* Extracted information:
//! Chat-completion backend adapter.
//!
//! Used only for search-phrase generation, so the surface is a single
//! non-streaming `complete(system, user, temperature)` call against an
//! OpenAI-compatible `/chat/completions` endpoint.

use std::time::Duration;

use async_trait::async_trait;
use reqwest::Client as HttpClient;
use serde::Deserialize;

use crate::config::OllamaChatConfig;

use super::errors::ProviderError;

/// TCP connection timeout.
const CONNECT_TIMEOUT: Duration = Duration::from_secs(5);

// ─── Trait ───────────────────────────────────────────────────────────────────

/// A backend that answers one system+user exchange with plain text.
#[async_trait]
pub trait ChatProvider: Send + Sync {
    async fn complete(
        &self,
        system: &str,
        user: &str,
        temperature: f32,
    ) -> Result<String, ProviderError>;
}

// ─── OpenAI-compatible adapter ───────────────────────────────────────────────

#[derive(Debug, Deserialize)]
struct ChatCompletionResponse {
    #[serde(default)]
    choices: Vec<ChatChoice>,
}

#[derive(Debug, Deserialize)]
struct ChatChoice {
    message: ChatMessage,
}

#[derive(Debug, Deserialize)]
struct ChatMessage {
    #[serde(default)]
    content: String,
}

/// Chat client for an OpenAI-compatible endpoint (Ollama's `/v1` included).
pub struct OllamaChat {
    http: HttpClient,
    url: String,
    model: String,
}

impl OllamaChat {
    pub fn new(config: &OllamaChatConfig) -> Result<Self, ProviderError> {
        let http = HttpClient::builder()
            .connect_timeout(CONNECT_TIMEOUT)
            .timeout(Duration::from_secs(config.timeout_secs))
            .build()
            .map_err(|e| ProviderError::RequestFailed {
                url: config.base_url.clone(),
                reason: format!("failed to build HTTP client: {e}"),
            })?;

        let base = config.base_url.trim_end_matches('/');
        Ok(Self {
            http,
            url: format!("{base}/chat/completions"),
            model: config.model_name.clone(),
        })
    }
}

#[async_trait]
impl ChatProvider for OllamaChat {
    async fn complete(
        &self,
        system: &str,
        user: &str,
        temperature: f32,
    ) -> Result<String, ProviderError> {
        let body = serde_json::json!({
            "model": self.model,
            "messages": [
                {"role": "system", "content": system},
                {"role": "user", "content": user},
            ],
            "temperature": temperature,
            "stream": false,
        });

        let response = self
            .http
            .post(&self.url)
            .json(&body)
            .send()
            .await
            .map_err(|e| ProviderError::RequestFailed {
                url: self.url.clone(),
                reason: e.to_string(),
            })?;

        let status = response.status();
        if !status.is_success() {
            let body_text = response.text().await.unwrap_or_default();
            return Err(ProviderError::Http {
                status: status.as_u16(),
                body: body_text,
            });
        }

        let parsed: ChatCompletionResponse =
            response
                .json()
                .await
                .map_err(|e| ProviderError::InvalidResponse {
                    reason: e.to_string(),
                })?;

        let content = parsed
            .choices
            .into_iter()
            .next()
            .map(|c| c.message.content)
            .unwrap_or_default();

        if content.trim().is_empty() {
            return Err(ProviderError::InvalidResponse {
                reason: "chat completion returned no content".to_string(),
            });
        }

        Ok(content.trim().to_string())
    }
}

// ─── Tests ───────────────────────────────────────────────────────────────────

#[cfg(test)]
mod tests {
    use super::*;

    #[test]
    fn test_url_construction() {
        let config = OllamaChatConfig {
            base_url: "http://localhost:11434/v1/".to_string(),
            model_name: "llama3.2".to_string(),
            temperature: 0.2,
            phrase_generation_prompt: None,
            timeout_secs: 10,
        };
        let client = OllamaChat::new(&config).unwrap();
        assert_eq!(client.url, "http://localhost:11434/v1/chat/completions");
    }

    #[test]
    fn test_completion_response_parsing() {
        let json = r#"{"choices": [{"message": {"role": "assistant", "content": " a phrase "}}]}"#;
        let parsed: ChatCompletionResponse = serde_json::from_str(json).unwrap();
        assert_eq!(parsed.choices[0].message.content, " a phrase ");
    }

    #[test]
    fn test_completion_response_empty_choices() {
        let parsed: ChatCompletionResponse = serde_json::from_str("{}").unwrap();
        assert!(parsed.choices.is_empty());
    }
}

* Task goal: Whenever the word "role" appears in a line above, copy that line.

* Response below:
                {"role": "system", "content": system},
                {"role": "user", "content": user},
        let json = r#"{"choices": [{"message": {"role": "assistant", "content": " a phrase "}}]}"#;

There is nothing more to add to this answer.